WASHINGTON - Forty-five years ago NASA astronauts Frank Borman, Jim Lovell and Bill Anders were away from home for the Christmas holiday.
In fact, they were away from the planet on a voyage of exploration to the Moon.
I think this is the modern day equivalent of the voyage to the New World embarked upon by Christopher Columbus in 1492. Both voyages sailed great and danger filled distances to unknown shores and because of their success, opened whole new realms for humanity to explore and inhabit.
Apollo 8 was a daring mission for NASA as Apollo 7 had successfully proven just two months earlier that the Apollo Command and Service Modules could perform successfully for 11-days in Low Earth Orbit (LEO).

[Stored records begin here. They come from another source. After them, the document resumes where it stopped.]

impl Codegen {
    fn alloc(&mut self) -> usize {
        let r = self.next_register;
        self.next_register += 1;
        r
    }

    /// A register nothing ever writes to — stands in for "this
    /// variable doesn't exist on this branch" in a `UNION`'s column
    /// list, always reading back as `Register::Unbound`.
    fn void_register(&mut self) -> usize {
        if let Some(r) = self.void {
            return r;
        }
        let r = self.alloc();
        self.void = Some(r);
        r
    }

    fn translate(&mut self, node: &PlanNode) -> Result<(Box<dyn Operator>, Bindings), SmallError> {
        match node {
            PlanNode::Scan(pattern) => self.translate_scan(pattern),
            PlanNode::MergeJoin(left, right, key_var) => self.translate_join(left, right, key_var, true),
            PlanNode::HashJoin(left, right, key_var) => self.translate_join(left, right, key_var, false),
            PlanNode::Union(left, right) => self.translate_union(left, right),
            PlanNode::Optional(required, optional_branch) => self.translate_optional(required, optional_branch),
            PlanNode::Filter(inner, expr) => {
                let (inner_op, bindings) = self.translate(inner)?;
                let predicate = lower_expr(expr, &bindings, &self.dict)?;
                Ok((Box::new(filter::Filter::new(inner_op, predicate, self.dict.clone())), bindings))
            }
        }
    }

    fn translate_scan(&mut self, pattern: &TriplePattern) -> Result<(Box<dyn Operator>, Bindings), SmallError> {
        let order = choose_order(pattern);
        let roles = roles_for(order);

        let mut registers: [Option<usize>; 3] = [None, None, None];
        let mut bound: [Option<u32>; 3] = [None, None, None];
        let mut bindings = Bindings::new();
        let mut equalities: Vec<(usize, usize)> = Vec::new();

        for (i, &role) in roles.iter().enumerate() {
            match term_for_role(pattern, role) {
                Term::IRI(iri) => bound[i] = Some(self.dict.intern(iri)?),
                Term::Literal(lit) => bound[i] = Some(self.dict.intern(lit)?),
                Term::Wildcard => {}
                Term::Variable(name) => {
                    if let Some(&existing) = bindings.get(name) {
                        let fresh = self.alloc();
                        registers[i] = Some(fresh);
                        equalities.push((existing, fresh));
                    } else {
                        let fresh = self.alloc();
                        registers[i] = Some(fresh);
                        bindings.insert(name.clone(), fresh);
                    }
                }
            }
        }

        let mut op: Box<dyn Operator> =
            Box::new(scan::IndexScan::new(order, registers, bound, self.facts.clone(), self.diff.clone()));
        for (a, b) in equalities {
            let predicate = Predicate::Equal(
                Box::new(Predicate::VariableRef(a)),
                Box::new(Predicate::VariableRef(b)),
            );
            op = Box::new(filter::Filter::new(op, predicate, self.dict.clone()));
        }
        Ok((op, bindings))
    }

    fn translate_join(
        &mut self,
        left: &PlanNode,
        right: &PlanNode,
        key_var: &str,
        merge: bool,
    ) -> Result<(Box<dyn Operator>, Bindings), SmallError> {
        let (mut left_op, left_bindings) = self.translate(left)?;
        let (mut right_op, right_bindings) = self.translate(right)?;

        let (left_key, right_key) = if key_var.is_empty() {
            // No shared variable: tag both sides with the same constant
            // in a dedicated register so the join degenerates into a
            // Cartesian product instead of an equi-join.
            let tag = self.alloc();
            left_op = Box::new(TagConstant::new(left_op, tag));
            right_op = Box::new(TagConstant::new(right_op, tag));
            (tag, tag)
        } else {
            let lk = *left_bindings
                .get(key_var)
                .ok_or_else(|| SmallError::plan(format!("join key '{}' not bound on left side", key_var)))?;
            let rk = *right_bindings
                .get(key_var)
                .ok_or_else(|| SmallError::plan(format!("join key '{}' not bound on right side", key_var)))?;
            (lk, rk)
        };

        let right_columns: Vec<usize> = right_bindings.values().copied().collect();

        let mut merged = left_bindings;
        let mut extra_filters = Vec::new();
        for (name, &rreg) in &right_bindings {
            if name == key_var {
                continue;
            }
            match merged.get(name) {
                Some(&lreg) if lreg != rreg => extra_filters.push(Predicate::Equal(
                    Box::new(Predicate::VariableRef(lreg)),
                    Box::new(Predicate::VariableRef(rreg)),
                )),
                Some(_) => {}
                None => {
                    merged.insert(name.clone(), rreg);
                }
            }
        }

        let mut joined: Box<dyn Operator> = if merge && !key_var.is_empty() {
            Box::new(join::MergeJoin::new(left_op, right_op, left_key, right_key, right_columns))
        } else {
            Box::new(join::HashJoin::new(left_op, right_op, left_key, right_key, right_columns))
        };
        for predicate in extra_filters {
            joined = Box::new(filter::Filter::new(joined, predicate, self.dict.clone()));
        }
        Ok((joined, merged))
    }

    fn translate_union(&mut self, left: &PlanNode, right: &PlanNode) -> Result<(Box<dyn Operator>, Bindings), SmallError> {
        let (left_op, left_bindings) = self.translate(left)?;
        let (right_op, right_bindings) = self.translate(right)?;

        let mut names: Vec<String> = left_bindings.keys().cloned().collect();
        for name in right_bindings.keys() {
            if !names.contains(name) {
                names.push(name.clone());
            }
        }
        names.sort();

        let void = self.void_register();
        let mut columns = Vec::with_capacity(names.len());
        let mut merged = Bindings::new();
        for name in &names {
            let left_register = left_bindings.get(name).copied().unwrap_or(void);
            let right_register = right_bindings.get(name).copied().unwrap_or(void);
            let output_register = self.alloc();
            columns.push(union::UnionColumn {
                left_register,
                right_register,
                output_register,
            });
            merged.insert(name.clone(), output_register);
        }

        Ok((Box::new(union::MergeUnion::new(left_op, right_op, columns)), merged))
    }

    fn translate_optional(
        &mut self,
        required: &PlanNode,
        optional_branch: &PlanNode,
    ) -> Result<(Box<dyn Operator>, Bindings), SmallError> {
        let (required_op, required_bindings) = self.translate(required)?;
        let (optional_op, optional_bindings) = self.translate(optional_branch)?;

        let shared = required_bindings.keys().find(|k| optional_bindings.contains_key(*k)).cloned();
        match shared {
            // Nothing to correlate the optional branch on — it can
            // never contribute a binding back, so it's dropped rather
            // than run as an unconstrained Cartesian probe.
            None => Ok((required_op, required_bindings)),
            Some(key_var) => {
                let left_key = required_bindings[&key_var];
                let right_key = optional_bindings[&key_var];
                let right_columns: Vec<usize> = optional_bindings.values().copied().collect();

                let mut merged = required_bindings;
                for (name, &reg) in &optional_bindings {
                    merged.entry(name.clone()).or_insert(reg);
                }

                Ok((
                    Box::new(optional::LeftOuterJoin::new(required_op, optional_op, left_key, right_key, right_columns)),
                    merged,
                ))
            }
        }
    }
}
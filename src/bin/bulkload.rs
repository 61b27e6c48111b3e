//! `bulkload DB INPUT` — parses line-oriented `subject predicate object .`
//! facts and writes all six permutation indices plus their
//! aggregated/fully-aggregated projections directly (bypassing the
//! differential overlay, which is the online-update path).

use std::fs::File;
use std::io::{BufRead, BufReader};
use std::path::PathBuf;
use std::process::ExitCode;

use rdf_core::database::Database;
use rdf_core::ids::Triple;
use rdf_core::log::init_log;

fn parse_line(line: &str) -> Option<(String, String, String)> {
    let trimmed = line.trim();
    if trimmed.is_empty() || trimmed.starts_with('#') {
        return None;
    }
    let mut tokens: Vec<&str> = trimmed.split_whitespace().collect();
    if tokens.last() == Some(&".") {
        tokens.pop();
    }
    if tokens.len() != 3 {
        return None;
    }
    let strip = |t: &str| -> String {
        t.trim_start_matches('<').trim_end_matches('>').to_string()
    };
    Some((strip(tokens[0]), strip(tokens[1]), strip(tokens[2])))
}

fn run() -> Result<(), String> {
    init_log();

    let mut args = std::env::args().skip(1);
    let db_path = args.next().ok_or("usage: bulkload DB INPUT")?;
    let input_path = args.next().ok_or("usage: bulkload DB INPUT")?;

    let db = Database::create(&db_path).map_err(|e| e.to_string())?;

    let file = File::open(&input_path).map_err(|e| e.to_string())?;
    let reader = BufReader::new(file);

    let mut count = 0u64;
    for (lineno, line) in reader.lines().enumerate() {
        let line = line.map_err(|e| e.to_string())?;
        let (s, p, o) = match parse_line(&line) {
            Some(parts) => parts,
            None => continue,
        };
        let s = db.intern(&s).map_err(|e| e.to_string())?;
        let p = db.intern(&p).map_err(|e| e.to_string())?;
        let o = db.intern(&o).map_err(|e| e.to_string())?;
        db.bulk_insert(Triple::new(s, p, o))
            .map_err(|e| format!("line {}: {}", lineno + 1, e))?;
        count += 1;
    }

    db.sync().map_err(|e| e.to_string())?;
    log::info!("bulkload: loaded {} facts into {}", count, PathBuf::from(db_path).display());
    Ok(())
}

fn main() -> ExitCode {
    match run() {
        Ok(()) => ExitCode::SUCCESS,
        Err(e) => {
            eprintln!("bulkload: {}", e);
            ExitCode::FAILURE
        }
    }
}
mod lock;
mod number;
mod serialize;
mod unique;

pub use lock::HandyRwLock;
pub use number::ceil_div;
pub use serialize::{
    read_u32_aligned, read_u32_be, write_u32_aligned, write_u32_be,
};
pub use unique::Unique;
//! The parsed, still-variable-named form of a query. [`crate::query::planner`]
//! turns a `QueryGraph` into a [`crate::query::plan::Plan`]; [`crate::codegen`]
//! turns the pair of them into an operator tree.

use std::collections::HashMap;

use super::expr::Expr;

/// One slot of a triple pattern.
#[derive(Debug, Clone, PartialEq)]
pub enum Term {
    Variable(String),
    IRI(String),
    Literal(String),
    /// `_`: matches anything, binds nothing.
    Wildcard,
}

#[derive(Debug, Clone, PartialEq)]
pub struct TriplePattern {
    pub s: Term,
    pub p: Term,
    pub o: Term,
}

/// A `WHERE` block. Basic graph patterns (conjunctions of triples) are
/// the leaves; `UNION`, `OPTIONAL`, and `FILTER` each wrap a subgraph.
#[derive(Debug, Clone, PartialEq)]
pub enum GraphNode {
    Triples(Vec<TriplePattern>),
    Union(Box<GraphNode>, Box<GraphNode>),
    /// Left outer join: `required` rows always survive; `optional`'s
    /// bindings are attached when it matches and left unbound when it
    /// doesn't.
    Optional(Box<GraphNode>, Box<GraphNode>),
    Filter(Box<GraphNode>, Expr),
}

#[derive(Debug, Clone, PartialEq)]
pub enum Projection {
    All,
    Vars(Vec<String>),
}

#[derive(Debug, Clone, PartialEq, Default)]
pub struct OrderKey {
    pub variable: String,
    pub descending: bool,
}

#[derive(Debug, Clone)]
pub struct QueryGraph {
    pub prefixes: HashMap<String, String>,
    pub projection: Projection,
    pub where_clause: GraphNode,
    pub order_by: Vec<OrderKey>,
    pub limit: Option<u64>,
    pub offset: Option<u64>,
}

impl GraphNode {
    /// Every variable that occurs anywhere in this subgraph — used by
    /// the planner to decide which filters attach where and which
    /// variables a `SELECT *` should project.
    pub fn variables(&self) -> Vec<String> {
        let mut out = Vec::new();
        self.collect_variables(&mut out);
        out
    }

    fn collect_variables(&self, out: &mut Vec<String>) {
        match self {
            GraphNode::Triples(patterns) => {
                for pattern in patterns {
                    for term in [&pattern.s, &pattern.p, &pattern.o] {
                        if let Term::Variable(name) = term {
                            if !out.contains(name) {
                                out.push(name.clone());
                            }
                        }
                    }
                }
            }
            GraphNode::Union(l, r) | GraphNode::Optional(l, r) => {
                l.collect_variables(out);
                for v in r.variables() {
                    if !out.contains(&v) {
                        out.push(v);
                    }
                }
            }
            GraphNode::Filter(inner, _) => inner.collect_variables(out),
        }
    }
}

Apollo 7 was quite an accomplishment as it was more than a year and a half since Apollo 1 astronauts Gus Grissom, Ed White and Roger Chaffee were killed in a fire in their Apollo spacecraft during a plugs out launch pad rehearsal. The Apollo Command Module had extensive changes made to it following the fire and it essentially emerged as a whole new spacecraft which had to be tested.
NASA originally planned to send Apollo 8 into a high elliptical Earth orbit with a Lunar Excursion Module (LEM) but the LEM wasn't ready to fly so Apollo 9 got this mission and Apollo 8 got the first trip to the Moon.

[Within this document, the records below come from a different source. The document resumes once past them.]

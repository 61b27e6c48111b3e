use std::collections::HashMap;
use std::hash::Hash;
use std::sync::{Arc, RwLock, RwLockReadGuard, RwLockWriteGuard};

use crate::error::SmallError;
use crate::utils::HandyRwLock;

/// A reference-counted, lock-protected handle. `Pod` is the shape every
/// shared mutable structure in this crate takes: pages, segments, the
/// differential overlay.
pub type Pod<T> = Arc<RwLock<T>>;

pub type ResultPod<T> = Result<Pod<T>, SmallError>;
pub type SmallResult = Result<(), SmallError>;

/// A `HashMap` wrapped behind a single `RwLock`, with the handful of
/// access patterns the buffer manager and the lock table actually need.
/// Plain `RwLock<HashMap<..>>` would work too, but every caller would
/// repeat the same `get_or_insert`/`alter_value` dance; centralizing it
/// here keeps `PageCache` and `ConcurrentStatus` readable.
pub struct ConcurrentHashMap<K, V> {
    inner: RwLock<HashMap<K, V>>,
}

impl<K, V> ConcurrentHashMap<K, V>
where
    K: Eq + Hash + Clone,
    V: Clone,
{
    pub fn new() -> Self {
        Self {
            inner: RwLock::new(HashMap::new()),
        }
    }

    pub fn get_inner(&self) -> &RwLock<HashMap<K, V>> {
        &self.inner
    }

    pub fn get_inner_wl(&self) -> RwLockWriteGuard<'_, HashMap<K, V>> {
        self.inner.wl()
    }

    pub fn get_inner_rl(&self) -> RwLockReadGuard<'_, HashMap<K, V>> {
        self.inner.rl()
    }

    pub fn get(&self, key: &K) -> Option<V> {
        self.inner.rl().get(key).cloned()
    }

    pub fn insert(&self, key: K, value: V) {
        self.inner.wl().insert(key, value);
    }

    pub fn remove(&self, key: &K) {
        self.inner.wl().remove(key);
    }

    pub fn clear(&self) {
        self.inner.wl().clear();
    }

    pub fn keys(&self) -> Vec<K> {
        self.inner.rl().keys().cloned().collect()
    }

    /// Return the value at `key` if present; otherwise build it with
    /// `loader`, insert it, and return it. `loader` may fail, in which
    /// case nothing is inserted.
    pub fn get_or_insert(
        &self,
        key: &K,
        loader: impl FnOnce(&K) -> Result<V, SmallError>,
    ) -> Result<V, SmallError> {
        if let Some(v) = self.get(key) {
            return Ok(v);
        }

        let mut guard = self.inner.wl();
        if let Some(v) = guard.get(key) {
            return Ok(v.clone());
        }
        let v = loader(key)?;
        guard.insert(key.clone(), v.clone());
        Ok(v)
    }

    /// True unless some *other* exclusive holder is registered at `key`.
    /// Used by the lock table: `x_lock_map.exact_or_empty(pid, tx)` asks
    /// "is there no conflicting exclusive holder of `pid`?".
    pub fn exact_or_empty(&self, key: &K, expected: &V) -> bool
    where
        V: PartialEq,
    {
        match self.inner.rl().get(key) {
            None => true,
            Some(v) => v == expected,
        }
    }

    /// Apply `f` to the entry at `key`, inserting `V::default()` first if
    /// absent.
    pub fn alter_value(
        &self,
        key: &K,
        f: impl FnOnce(&mut V) -> SmallResult,
    ) -> SmallResult
    where
        V: Default,
    {
        let mut guard = self.inner.wl();
        let entry = guard.entry(key.clone()).or_insert_with(V::default);
        f(entry)
    }
}

impl<K, V> Default for ConcurrentHashMap<K, V>
where
    K: Eq + Hash + Clone,
    V: Clone,
{
    fn default() -> Self {
        Self::new()
    }
}
use crate::btree::BTreeSpec;
use crate::utils::{read_u32_aligned, write_u32_aligned};

use super::varint::{read_uvarint, write_uvarint};

/// Specializes the generic B+-tree for one of the six triple
/// permutations. A leaf entry is a full `(v1, v2, v3)` triple already
/// rotated into that permutation's column order; the full triple also
/// serves as the routing key, so there is no separate notion of
/// "duplicate key, different payload" the way the aggregated segments
/// have.
pub struct PermutationSpec;

type Triple3 = (u32, u32, u32);

impl BTreeSpec for PermutationSpec {
    type Key = Triple3;
    type LeafEntry = Triple3;

    fn inner_key_size() -> usize {
        12
    }

    fn read_inner_key(buf: &[u8], offset: usize) -> Self::Key {
        (
            read_u32_aligned(buf, offset),
            read_u32_aligned(buf, offset + 4),
            read_u32_aligned(buf, offset + 8),
        )
    }

    fn write_inner_key(buf: &mut [u8], offset: usize, key: Self::Key) {
        write_u32_aligned(buf, offset, key.0);
        write_u32_aligned(buf, offset + 4, key.1);
        write_u32_aligned(buf, offset + 8, key.2);
    }

    fn derive_inner_key(entry: &Self::LeafEntry) -> Self::Key {
        *entry
    }

    fn pack_leaf_entries(entries: &[Self::LeafEntry]) -> Vec<u8> {
        let mut out = Vec::new();
        let mut prev: Triple3 = (0, 0, 0);
        for &(v1, v2, v3) in entries {
            let d1 = v1 - prev.0;
            write_uvarint(&mut out, d1 as u64);
            if d1 > 0 {
                write_uvarint(&mut out, v2 as u64);
                write_uvarint(&mut out, v3 as u64);
            } else {
                let d2 = v2 - prev.1;
                write_uvarint(&mut out, d2 as u64);
                if d2 > 0 {
                    write_uvarint(&mut out, v3 as u64);
                } else {
                    let d3 = v3 - prev.2;
                    write_uvarint(&mut out, d3 as u64);
                }
            }
            prev = (v1, v2, v3);
        }
        out
    }

    fn unpack_leaf_entries(buf: &[u8]) -> Vec<Self::LeafEntry> {
        let mut out = Vec::new();
        let mut prev: Triple3 = (0, 0, 0);
        let mut pos = 0;
        while pos < buf.len() {
            let (d1, n) = read_uvarint(&buf[pos..]);
            pos += n;
            let v1 = prev.0 + d1 as u32;

            let (v2, v3) = if d1 > 0 {
                let (a, n2) = read_uvarint(&buf[pos..]);
                pos += n2;
                let (b, n3) = read_uvarint(&buf[pos..]);
                pos += n3;
                (a as u32, b as u32)
            } else {
                let (d2, n2) = read_uvarint(&buf[pos..]);
                pos += n2;
                let v2 = prev.1 + d2 as u32;
                if d2 > 0 {
                    let (b, n3) = read_uvarint(&buf[pos..]);
                    pos += n3;
                    (v2, b as u32)
                } else {
                    let (d3, n3) = read_uvarint(&buf[pos..]);
                    pos += n3;
                    (v2, prev.2 + d3 as u32)
                }
            };

            out.push((v1, v2, v3));
            prev = (v1, v2, v3);
        }
        out
    }

    fn merge_conflict_with(_existing: &Self::LeafEntry, incoming: &Self::LeafEntry) -> Self::LeafEntry {
        *incoming
    }
}

#[cfg(test)]
mod tests {
    use super::*;

    #[test]
    fn delta_roundtrip_preserves_order() {
        let entries: Vec<Triple3> = vec![
            (1, 1, 1),
            (1, 1, 5),
            (1, 2, 1),
            (2, 1, 1),
            (2, 1, 2),
            (9, 9, 9),
        ];
        let packed = PermutationSpec::pack_leaf_entries(&entries);
        let unpacked = PermutationSpec::unpack_leaf_entries(&packed);
        assert_eq!(unpacked, entries);
    }
}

Apollo 8 would be the first manned flight with the mighty Saturn V rocket with its 7.5 million pounds of thrust and the first to launch from the new NASA Cape Kennedy launch complex.

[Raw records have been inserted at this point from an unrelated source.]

/// The contract a fact segment (or the dictionary's id index) gives the
/// generic B+-tree engine so the engine can stay ignorant of what a
/// triple, a count, or a string is.
///
/// `Key` is the value inner pages route on — for every fact segment
/// this is the leading permuted column (`v1`). `LeafEntry` is whatever
/// a leaf page actually stores; for the six permutations this is a
/// delta-compressible `(v2, v3)` pair, for the fully-aggregated
/// projections just a count.
pub trait BTreeSpec {
    type Key: Ord + Copy;
    type LeafEntry: Clone;

    /// Width in bytes of one encoded `Key` inside an inner page. Keys
    /// inside inner pages are always written with
    /// [`crate::utils::write_u32_aligned`]-style aligned little-endian
    /// encoding, so this is expected to be a multiple of 4.
    fn inner_key_size() -> usize;

    fn read_inner_key(buf: &[u8], offset: usize) -> Self::Key;
    fn write_inner_key(buf: &mut [u8], offset: usize, key: Self::Key);

    /// The routing key a leaf entry would sort under in an inner page.
    fn derive_inner_key(entry: &Self::LeafEntry) -> Self::Key;

    /// Encode a leaf's entries, already sorted by key, into a byte
    /// string fit to be copied verbatim into a leaf page's body. May
    /// delta-compress adjacent entries.
    fn pack_leaf_entries(entries: &[Self::LeafEntry]) -> Vec<u8>;

    /// Inverse of `pack_leaf_entries`.
    fn unpack_leaf_entries(buf: &[u8]) -> Vec<Self::LeafEntry>;

    /// Called when an insert lands on a key already present in a leaf.
    /// Returns the entry that should replace both — e.g. the
    /// aggregated-facts segment bumping a count, or the plain
    /// permutations simply preferring the incoming entry.
    fn merge_conflict_with(existing: &Self::LeafEntry, incoming: &Self::LeafEntry) -> Self::LeafEntry;
}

Borman and his crew had less time to train for this brand new mission but met the challenge and Apollo 8 launched on Dec. 21, 1968 and arrived in lunar orbit early on Christmas Eve. The crew completed 10 lunar orbits and headed for home on Dec. 25 and splashed down in the Pacific Ocean on Dec. 27.
Apollo 8's legacy was assured due to being the first manned mission to the Moon but it also gave humanity two iconic moments - - the reading from the Bible on Christmas Eve while in lunar orbit and the picture of Earth rising over the Moon.
On that night, I was observing the waxing crescent Moon with my new telescope while listening to the Apollo 8 mission on the radio -- I couldn't see the spacecraft but felt connected because I could somewhat see what the crew was seeing. It was a beautiful night in Southern California with Venus and Saturn visible and the Moon was in the constellation Aquarius, which I now find ironic because of the hit song of the day "Age of Aquarius" that reached #1 in the spring of 1969.
While listening to the mission the crew began to read from the Bible, specifically the Book of Genesis. Being Christmas Eve while looking at the Moon with my telescope and listening to the astronauts reading the verses simply overwhelmed my emotions. I felt connected to the crew of Apollo 8, the Universe, and yes, the miracle that is the Christmas story.
1968 was a tumultuous year for the U.S. The country was awash in anguish and anger over Viet Nam and civil rights. Just five years after JFK had been assassinated, 8 and 6 months respectively since Martin Luther King and Bobby Kennedy had been murdered, Apollo 8 gave us hope for a better future.
Apollo 8 showed us the positive and far reaching things we could do amid some of the worst times in our Nation's history. Apollo 8 also gave us what I think is the most iconic picture in history - - E arthrise over the Moon. An unmanned lunar orbiter took a black and white photo previously of Earthrise over the Moon but the Apollo 8 picture and movie was taken by humans in orbit around another world and showed our planet in color rising above the lunar horizon. This wasn't planned and came about by circumstance as detailed recently by NASA's new visualization of the event.
Humanity's efforts in space today continue to provide wonder, inspiration and hope in a violent and turbulent world just like Apollo 8 did 45 years ago on that very, very special Christmas Eve. May the legacy of Apollo 8 bring you a sense of peace and hope this holiday season.
Merry Christmas and a happy holiday season to all.